Some people’s lives are like a novel: rich in travel and discovery, but guided by an impulse, a common thread. For Anita Conti, this guiding thread is the sea. Her writing and her photographs are bathed in brine, which propels her encounters and observations, feeds her ideas. It is the story of this unshakable connection that is told by Laurent Girault-Conti, Anita’s adoptive son, in Anita Conti et la Bretagne, published by Filigranes. The book offers a glimpse into an archive of some 50,000 photos which the oceanographer and photographer had accumulated during her long life. This archive has been entrusted to the town of Lorient in Brittany. However, it’s not just Anita Conti’s color and black-and-white photos that went into the book, it is also her words, or better yet, her handwritten notes. Some are descriptive, like the name of a ship, a technical term, others are more like haikus, but all are exquisite, like rare caviar that leaves an aftertaste of poetry.
As you browse, you will marvel at the modern quality of this extraordinary woman who navigated across the twentieth century. Born into a wealthy family in 1899, she first enjoyed success as an art bookbinder. Then she heard the call of the sea. She joined the French Office of Fisheries in 1934 and had never stopped observing fishermen at work. In this eminently masculine world, she gained the respect of these hardworking men. She photographed them with their caps screwed on their heads and their rolled-up sleeves revealing their muscular arms as they hoisted fish-filled trawls onto the deck.
Anita Conti soon realized that the resources they were pulling out of the sea were not inexhaustible. In a series of reports on oysters published in the newspaper La République in the mid-1930s, she wondered: “Don’t the marine fields need respite, the way rural land does?” With the development of modern fishing techniques, the phenomenon intensified. She was always opposed to the use of the term “production”: “Fishing is not production, it is extraction. When excessive, is it not breaking a thousand-year-old balance between man and the sea?” She concluded: “We have deregulated this mechanism, believing it to be to our advantage.”

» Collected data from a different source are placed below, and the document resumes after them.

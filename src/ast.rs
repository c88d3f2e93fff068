//! Abstract syntax tree for VCL programs
//!
//! Nodes are plain data, immutable after parse and shared read-only across
//! requests. Directors reference backends by name only; resolution happens at
//! execution time through the context registries, so the tree holds no cycles.
//!
//! Every node implements `Display` as a minimal pretty-printer. Re-parsing
//! pretty-printed output yields an equivalent tree, which the round-trip
//! tests rely on.

use crate::error::Diagnostic;
use indexmap::IndexMap;
use serde::Serialize;
use smallvec::SmallVec;
use std::fmt;

/// Call argument list; stores up to 4 arguments inline, which covers every
/// built-in without a heap allocation
pub type CallArgs = SmallVec<[Expression; 4]>;

/// A parsed VCL program: declarations plus collected comments and diagnostics
#[derive(Debug, Clone, Default, PartialEq, Serialize)]
pub struct Program {
    /// Subroutines in declaration order
    pub subroutines: Vec<Subroutine>,
    /// Comment text collected during lexing (markers included)
    pub comments: Vec<String>,
    /// Named ACL declarations
    pub acls: Vec<Acl>,
    /// Named table declarations
    pub tables: Vec<TableDecl>,
    /// Named backend declarations
    pub backends: Vec<BackendDecl>,
    /// Named director declarations
    pub directors: Vec<DirectorDecl>,
    /// `include "name"` dependency markers
    pub includes: Vec<String>,
    /// `import name` module markers
    pub imports: Vec<String>,
    /// Non-fatal parse diagnostics; the rest of the program is still usable
    pub diagnostics: Vec<Diagnostic>,
}

impl Program {
    /// Looks up a subroutine by name
    pub fn subroutine(&self, name: &str) -> Option<&Subroutine> {
        self.subroutines.iter().find(|s| s.name == name)
    }
}

/// A named block of statements executed at a request phase
#[derive(Debug, Clone, PartialEq, Serialize)]
pub struct Subroutine {
    /// Subroutine name (`vcl_recv`, `vcl_fetch`, ...)
    pub name: String,
    /// Ordered statement list
    pub body: Vec<Statement>,
}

Since the 1960s, when ecology and sustainable development were not yet topical, Anita Conti had worked to limit waste — thousands of fish thrown back into the water, pointlessly harmed because considered unsellable. “The sailors might have been offended that she was denouncing the excesses of their trade and their negligence when they had admitted her into their inner circle. But they also knew that she was defending the integrity of their work as artisans in the face of the agri-food industry, which was already upsetting the fragile balance, and that her argument made it possible to fight against what was already industrial fishing,” writes Laurent Girault-Conti. The photos of his adoptive mother make the sailors’ confidence clear: she captured their work, but also moments of relaxation on board of ever more-modern trawlers. The images follow the movement of the waves. All that is missing is the salt of the sea mist and the smell.
By Laure Etienne
Laure Etienne is a Paris-based journalist and former member of the editorial team at Polka and ARTE.
Anita Conti et la Bretagne, photos by Anita Conti and text by Laurent Girault-Conti. Édition Filigranes, 144 pages, € 25. In French.